Wnuczka Millera pokazała mamę. Do tej pory ją ukrywała
Monika Miller podzieliła się na swoim profilu zdjęciem z mamą. To nietypowa sytuacja, ponieważ jej rodzina na co dzień chroni swoją prywatność.
Monika Miller swoją karierę zawdzięcza dziadkowi. Zainteresowanie wokół jej osoby pojawiło się w momencie, gdy Leszek Miller pochwalił się w mediach społecznościowych zdjęciem wnuczki. Szybko wykorzystała swoje pięć minut. Niedługo po tym, dostała zaproszenie do programu "Taniec z Gwiazdami". To była jej przepustka do świata celebrytów. Obecnie jest gwiazdą serialu "Gliniarze", który emitowany jest na Polsacie.

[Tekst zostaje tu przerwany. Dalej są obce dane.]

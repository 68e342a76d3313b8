use std::path::PathBuf;

use clap::Parser;

use crate::encoder::OutputFormat;

#[derive(Parser, Debug)]
#[command(about = "Encode parallel text files with a sentencepiece model, in parallel, keeping input order")]
pub(crate) struct Cli {
    /// sentencepiece model to use for encoding
    #[arg(long)]
    pub(crate) model: PathBuf,

    /// input files to filter/encode, `-` for stdin
    #[arg(long, num_args = 1.., default_value = "-")]
    pub(crate) inputs: Vec<String>,

    /// paths to save encoded outputs, `-` for stdout
    #[arg(long, num_args = 1.., default_value = "-")]
    pub(crate) outputs: Vec<String>,

    #[arg(long = "output_format", value_enum, default_value = "piece")]
    pub(crate) output_format: OutputFormat,

    /// filter rows with fewer than N tokens
    #[arg(long, value_name = "N")]
    pub(crate) min_len: Option<usize>,

    /// filter rows with more than N tokens
    #[arg(long, value_name = "N")]
    pub(crate) max_len: Option<usize>,

    /// number of parallel workers (output keeps the same order as input)
    #[arg(long, value_name = "N", default_value_t = 12)]
    pub(crate) processes: usize,

    /// write empty lines through instead of dropping them
    #[arg(long, default_value_t = false)]
    pub(crate) keep_empty: bool,
}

Budzi wiele kontrowersji, bo prawie całe jej ciało pokryte jest tatuażami. W wywiadzie dla Vivy! mówiła, że pierwszy wykonała w wieku 15 lat pod okiem mamy. Zdecydowała się wtedy zrobić klucz wiolinowy na lewej ręce. Potem dochodziły kolejne i kolejne. Dość otwarcie mówi także o poprawianiu urody i zabiegach, na jakie się decyduje. Między innym zoperowała sobie biust.
Często porusza też ważne społecznie tematy. Dzieli się swoimi doświadczeniami życiowymi, bez ogródek opowiada, jak była prześladowana w szkole i że zmagała się z nadwagą oraz bulimią. Ważną rolę w leczeniu problemów ze zdrowiem psychicznym, odegrała jej mama. "Miałam 14 lat, kiedy mama pierwszy raz zaprowadziła mnie na terapię. Jestem jej za to bardzo wdzięczna. Z czasem wyleczyłam się ze wszystkich kompleksów. Terapię polecam każdemu, kto czuje, że ma problemy" - zdradziła.
Dzisiaj na Instagramie opublikowała wyjątkowe zdjęcie z opisem. Zrobione kilkanaście lat temu, przedstawia niemowlę z mamą.